A new permanent gallery dedicated to Frank is currently being produced at the Gilbert White and Oates Collection Museum, to be opened in April 2018, to more effectively tell the story of this energetic and naturally-inquisitive explorer. Though his life was short, his determination to make the most of every day given to him is a story that we can all learn from.
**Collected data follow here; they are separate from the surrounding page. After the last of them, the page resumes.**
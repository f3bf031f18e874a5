//! Drum machine configuration constants and limits.

/// Size of the pad grid (GRID_SIZE x GRID_SIZE).
pub const GRID_SIZE: usize = 3;

/// Total number of pads in the grid.
pub const NUM_PADS: usize = GRID_SIZE.pow(2);

/// Minimum volume level (silence).
pub const VOLUME_MIN: f32 = 0.0;

/// Maximum volume level (100%).
pub const VOLUME_MAX: f32 = 1.0;

/// Granularity of the volume slider.
pub const VOLUME_STEP: f32 = 0.01;

/// Volume the machine starts with.
pub const DEFAULT_VOLUME: f32 = 0.5;

/// Capacity of the control ring buffer feeding the audio thread.
pub const COMMAND_QUEUE_CAPACITY: usize = 256;

/// Fixed output buffer size requested from the device, in frames.
pub const OUTPUT_BUFFER_FRAMES: u32 = 512;

/// Input block size used when resampling decoded samples.
pub const RESAMPLE_CHUNK_FRAMES: usize = 1024;
//! Audio file loading and decoding functionality.
//!
//! Pad samples are decoded once, converted to the output rate and channel
//! layout, and handed to the real-time mixer as immutable shared buffers.

use std::fs::File;
use std::path::Path;
use std::sync::Arc;
use symphonia::core::{
    audio::SampleBuffer as SymphoniaSampleBuffer, codecs::DecoderOptions,
    errors::Error as SymphoniaError, formats::FormatOptions, io::MediaSourceStream,
    meta::MetadataOptions, probe::Hint,
};
use symphonia::default::{get_codecs, get_probe};

use crate::audio_engine::channels::map_channels;
use crate::audio_engine::errors::SampleLoadError;
use crate::audio_engine::resample::{deinterleave, interleave, resample_planar};
use crate::messages::SampleBuffer;

/// Stage reported through the progress callback.
#[derive(Debug, Clone, Copy, PartialEq, Eq)]
pub enum LoadStage {
    Decoding,
    Resampling,
    ChannelMapping,
}

/// Decodes an audio file into a sample buffer with the specified output configuration.
///
/// # Errors
///
/// - File not found or cannot be opened
/// - Audio format not recognized or corrupted
/// - Unsupported channel layout
pub fn decode_audio_file_to_sample_buffer(
    path: &Path,
    output_channels: usize,
    output_rate_hz: u32,
) -> Result<SampleBuffer, SampleLoadError> {
    decode_audio_file_to_sample_buffer_with_progress(
        path,
        output_channels,
        output_rate_hz,
        |_, _| {},
    )
}

/// Same as [`decode_audio_file_to_sample_buffer`], reporting each stage's
/// completion fraction to `on_progress`.
pub fn decode_audio_file_to_sample_buffer_with_progress(
    path: &Path,
    output_channels: usize,
    output_rate_hz: u32,
    mut on_progress: impl FnMut(LoadStage, f32),
) -> Result<SampleBuffer, SampleLoadError> {
    let file = File::open(path)?;
    let mss = MediaSourceStream::new(Box::new(file), Default::default());

    let mut hint = Hint::new();
    if let Some(ext) = path.extension().and_then(|e| e.to_str()) {
        hint.with_extension(ext);
    }

    let probed = get_probe().format(
        &hint,
        mss,
        &FormatOptions::default(),
        &MetadataOptions::default(),
    )?;
    let mut format = probed.format;

    let track = format
        .default_track()
        .ok_or(SampleLoadError::NoDefaultTrack)?;
    let track_id = track.id;
    let file_rate_hz = track
        .codec_params
        .sample_rate
        .ok_or(SampleLoadError::MissingSampleRate)?;
    let file_channels = track
        .codec_params
        .channels
        .ok_or(SampleLoadError::MissingChannels)?
        .count();

    let mut decoder = get_codecs().make(&track.codec_params, &DecoderOptions::default())?;

    on_progress(LoadStage::Decoding, 0.0);
    let mut decoded: Vec<f32> = Vec::new();
    loop {
        let packet = match format.next_packet() {
            Ok(packet) => packet,
            Err(SymphoniaError::IoError(err))
                if err.kind() == std::io::ErrorKind::UnexpectedEof =>
            {
                break;
            }
            Err(err) => return Err(SampleLoadError::Decode(err)),
        };

        if packet.track_id() != track_id {
            continue;
        }

        let audio_buf = match decoder.decode(&packet) {
            Ok(buf) => buf,
            // Corrupt frames are skipped.
            Err(SymphoniaError::DecodeError(msg)) => {
                log::debug!("Skipping undecodable packet in {}: {msg}", path.display());
                continue;
            }
            Err(err) => return Err(SampleLoadError::Decode(err)),
        };
        let spec = *audio_buf.spec();
        let duration = audio_buf.capacity() as u64;

        let mut sample_buf = SymphoniaSampleBuffer::<f32>::new(duration, spec);
        sample_buf.copy_interleaved_ref(audio_buf);
        decoded.extend_from_slice(sample_buf.samples());
    }
    on_progress(LoadStage::Decoding, 1.0);

    let resampled = if file_rate_hz == output_rate_hz {
        on_progress(LoadStage::Resampling, 1.0);
        decoded
    } else {
        let planar = deinterleave(&decoded, file_channels);
        let planar = resample_planar(planar, file_rate_hz, output_rate_hz, |p| {
            on_progress(LoadStage::Resampling, p)
        })?;
        interleave(&planar)
    };

    let mapped = map_channels(resampled, file_channels, output_channels)?;
    on_progress(LoadStage::ChannelMapping, 1.0);

    Ok(SampleBuffer {
        channels: output_channels,
        samples: Arc::from(mapped.into_boxed_slice()),
    })
}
Frank’s 35 years were plagued by constant bad health from childhood onward, but despite of this he had a natural urge to challenge himself. Frank was quoted by his brother Charles of once having stated ‘I like anything, that seems difficult of attainment’. (Oates, p. 27) One can draw parallels between Frank and another explorer of the era, American President Theodore ‘Teddy’ Roosevelt, who espoused ‘the doctrine of the strenuous life, […] that highest form of success which comes, not to the man who desires mere easy peace, but to the man who does not shrink from danger, from hardship, or from bitter toil, and who out of these wins the splendid ultimate triumph.’ Roosevelt, too, had a natural disposition towards invalidity in childhood, and in his efforts to overcome this he sought physical and mental challenges that continued into adulthood, including undertaking many expeditions into distant and dangerous lands to enhance scientific understanding of the natural world (both men, of course, also shared the luck of birth into families that could finance such undertakings). Unlike Roosevelt, however, Oates was never able to ultimately make his body to overcome the shortcomings of poor health.

Charles Oates wrote that ‘Life for [Frank] was no lounge, merely to be dreamed through, but an active, burning reality, from which the fruit that the hour yielded was to be plucked and harvested.’ (Oates, p. 28) Frank excelled at his studies in Natural Science at Christ Church, Oxford, which he began in 1860, and kept his non-studying hours busy with active pursuits fitting of a country gentleman: riding, hunting, shooting, sailing, swimming, cricket, rowing, and fencing. (Oates, p. 22) Yet, his poor constitution could not bear the stress of such an active life coupled with the mental strain of preparing for his examinations, and in in the spring of 1864 he suffered a complete breakdown in his health and was forced to live a life of invalidity for the next two years.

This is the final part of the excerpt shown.